_TASK STATEMENT_:
In the records below, find each line containing the word "stopped" and copy it.

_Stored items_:
//! Case management: lifecycle state machine, workflow operations, routes.

pub mod machine;
pub mod model;
pub mod routes;
pub mod workflow;

pub use machine::{CaseEvent, Transition, TransitionError};
pub use model::{Activity, ActivityType, Case, CaseState, DashboardSummary, Priority, Review, ReviewKind, ReviewState};
pub use workflow::{CaseWorkflow, NewCase};
use std::sync::Arc;
use std::time::Duration;

use anyhow::Context;
use tower::ServiceBuilder;
use tower_http::cors::CorsLayer;
use tower_http::trace::TraceLayer;
use tracing::{info, warn};
use tracing_subscriber::layer::SubscriberExt;
use tracing_subscriber::util::SubscriberInitExt;
use tracing_subscriber::{EnvFilter, fmt};

use llanogas::api::{self, AppState};
use llanogas::cases::CaseWorkflow;
use llanogas::config::AppConfig;
use llanogas::mail::{GmailMailbox, MailSync, spawn_sync_loop};
use llanogas::notify::{NotificationDispatcher, SmtpMailSender};
use llanogas::store::{Database, LibSqlBackend};

/// How long shutdown waits for a mail sync tick in flight.
const SYNC_SHUTDOWN_GRACE: Duration = Duration::from_secs(60);

#[tokio::main]
async fn main() -> anyhow::Result<()> {
    // Install rustls crypto provider before any TLS usage
    rustls::crypto::ring::default_provider()
        .install_default()
        .expect("Failed to install rustls crypto provider");

    let config = AppConfig::from_env().context("invalid configuration")?;

    // ── Logging ─────────────────────────────────────────────────────────
    let filter = EnvFilter::try_from_default_env().unwrap_or_else(|_| EnvFilter::new("info"));
    let file_layer = config.log_dir.as_ref().map(|dir| {
        let appender = tracing_appender::rolling::daily(dir, "llanogas.log");
        let (writer, guard) = tracing_appender::non_blocking(appender);
        (
            fmt::layer().with_target(false).with_ansi(false).with_writer(writer),
            guard,
        )
    });
    let (file_layer, _log_guard) = match file_layer {
        Some((layer, guard)) => (Some(layer), Some(guard)),
        None => (None, None),
    };
    tracing_subscriber::registry()
        .with(filter)
        .with(fmt::layer().with_target(false))
        .with(file_layer)
        .init();

    info!(version = env!("CARGO_PKG_VERSION"), "LLANOGAS starting");

    // ── Database ────────────────────────────────────────────────────────
    let db: Arc<dyn Database> = Arc::new(
        LibSqlBackend::new_local(&config.db_path)
            .await
            .with_context(|| format!("failed to open database at {}", config.db_path.display()))?,
    );

    // ── Notifications ───────────────────────────────────────────────────
    let mut notifier = NotificationDispatcher::new(Arc::clone(&db));
    match config.smtp.clone() {
        Some(smtp) => {
            info!(host = %smtp.host, "Notification mail enabled");
            notifier = notifier.with_mailer(Arc::new(SmtpMailSender::new(smtp)));
        }
        None => info!("SMTP_HOST not set; notifications are in-app only"),
    }

    let workflow = CaseWorkflow::new(Arc::clone(&db), notifier.clone());

    // ── Mail sync ───────────────────────────────────────────────────────
    let mut sync_loop = None;
    let sync = match config.gmail.clone() {
        Some(gmail) => {
            let sync = Arc::new(MailSync::new(
                Arc::new(GmailMailbox::new(gmail)),
                Arc::clone(&db),
                notifier.clone(),
                config.sync.clone(),
            ));
            sync_loop = Some(spawn_sync_loop(Arc::clone(&sync)));
            Some(sync)
        }
        None => {
            info!("Gmail credentials not set; mail sync disabled");
            None
        }
    };

    // ── HTTP API ────────────────────────────────────────────────────────
    let app = api::router(AppState {
        workflow,
        db: Arc::clone(&db),
        sync,
    })
    .layer(
        ServiceBuilder::new()
            .layer(TraceLayer::new_for_http())
            .layer(CorsLayer::permissive()),
    );

    let addr = format!("0.0.0.0:{}", config.http_port);
    let listener = tokio::net::TcpListener::bind(&addr)
        .await
        .with_context(|| format!("failed to bind {addr}"))?;
    info!(port = config.http_port, "HTTP API listening");

    axum::serve(listener, app)
        .with_graceful_shutdown(async {
            let _ = tokio::signal::ctrl_c().await;
            info!("Shutdown signal received");
        })
        .await
        .context("HTTP server failed")?;

    // The loop exits at once when idle, or after the tick in flight.
    if let Some((handle, shutdown)) = sync_loop {
        shutdown.notify_one();
        match tokio::time::timeout(SYNC_SHUTDOWN_GRACE, handle).await {
            Ok(Ok(())) => info!("Mail sync stopped"),
            Ok(Err(e)) => warn!(error = %e, "Mail sync task ended abnormally"),
            Err(_) => warn!(
                grace_secs = SYNC_SHUTDOWN_GRACE.as_secs(),
                "Mail sync tick still running at shutdown; abandoning it"
            ),
        }
    }
    info!("LLANOGAS stopped");
    Ok(())
}
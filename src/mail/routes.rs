//! Handlers for `/api/emails`.
//!
//! | Method | Path | Notes |
//! |--------|------|-------|
//! | `GET`  | `/api/emails` | Optional `?unlinked=true&limit=100` |
//! | `GET`  | `/api/emails/{id}` | 404 if not found |
//! | `POST` | `/api/emails/{id}/create-case` | 409 if already linked |
//! | `POST` | `/api/emails/sync` | 503 when Gmail is not configured |
//! | `GET`  | `/api/emails/sync/status` | |

use std::sync::Arc;

use axum::{
    Json, Router,
    extract::{Path, Query, State},
    http::StatusCode,
    response::IntoResponse,
    routing::{get, post},
};
use serde::Deserialize;
use serde_json::{Value, json};
use tracing::info;

use super::model::Email;
use super::sync::{MailSync, SyncOutcome, SyncStatus};
use crate::api::{ActingUser, ApiError, AppState, parse_id, with_message};

const DEFAULT_LIST_LIMIT: usize = 100;
const MAX_LIST_LIMIT: usize = 500;

pub fn routes() -> Router<AppState> {
    Router::new()
        .route("/api/emails", get(list))
        .route("/api/emails/sync", post(trigger_sync))
        .route("/api/emails/sync/status", get(sync_status))
        .route("/api/emails/{id}", get(get_one))
        .route("/api/emails/{id}/create-case", post(create_case))
}

#[derive(Debug, Deserialize)]
pub struct ListParams {
    #[serde(default)]
    pub unlinked: bool,
    pub limit: Option<usize>,
}

async fn list(
    State(state): State<AppState>,
    _user: ActingUser,
    Query(params): Query<ListParams>,
) -> Result<Json<Vec<Email>>, ApiError> {
    let limit = params.limit.unwrap_or(DEFAULT_LIST_LIMIT).clamp(1, MAX_LIST_LIMIT);
    let emails = state
        .db
        .list_emails(params.unlinked, limit)
        .await
        .map_err(|e| ApiError::Internal(e.to_string()))?;
    Ok(Json(emails))
}

async fn get_one(
    State(state): State<AppState>,
    _user: ActingUser,
    Path(id): Path<String>,
) -> Result<Json<Email>, ApiError> {
    let id = parse_id(&id, "correo")?;
    state
        .db
        .get_email(id)
        .await
        .map_err(|e| ApiError::Internal(e.to_string()))?
        .map(Json)
        .ok_or_else(|| ApiError::NotFound(format!("Correo {id} no encontrado")))
}

async fn create_case(
    State(state): State<AppState>,
    ActingUser(user_id): ActingUser,
    Path(id): Path<String>,
) -> Result<impl IntoResponse, ApiError> {
    let id = parse_id(&id, "correo")?;
    let case = state.workflow.create_case_from_email(id, user_id).await?;
    Ok((StatusCode::CREATED, with_message("Caso creado desde el correo", case)?))
}

fn sync_service(state: &AppState) -> Result<Arc<MailSync>, ApiError> {
    state
        .sync
        .clone()
        .ok_or_else(|| ApiError::Unavailable("La sincronización de correo no está configurada".into()))
}

async fn trigger_sync(
    State(state): State<AppState>,
    ActingUser(user_id): ActingUser,
) -> Result<Json<Value>, ApiError> {
    let sync = sync_service(&state)?;
    info!(user_id = %user_id, "Manual mail sync requested");
    match sync.run_once().await? {
        SyncOutcome::Completed(report) => with_message("Sincronización completada", report),
        SyncOutcome::AlreadyRunning => Ok(Json(json!({
            "message": "Ya hay una sincronización en curso",
            "skipped": true
        }))),
    }
}

async fn sync_status(
    State(state): State<AppState>,
    _user: ActingUser,
) -> Result<Json<SyncStatus>, ApiError> {
    let sync = sync_service(&state)?;
    Ok(Json(sync.status().await))
}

_ANSWER TO THIS TASK_:
            Ok(Ok(())) => info!("Mail sync stopped"),
    info!("LLANOGAS stopped");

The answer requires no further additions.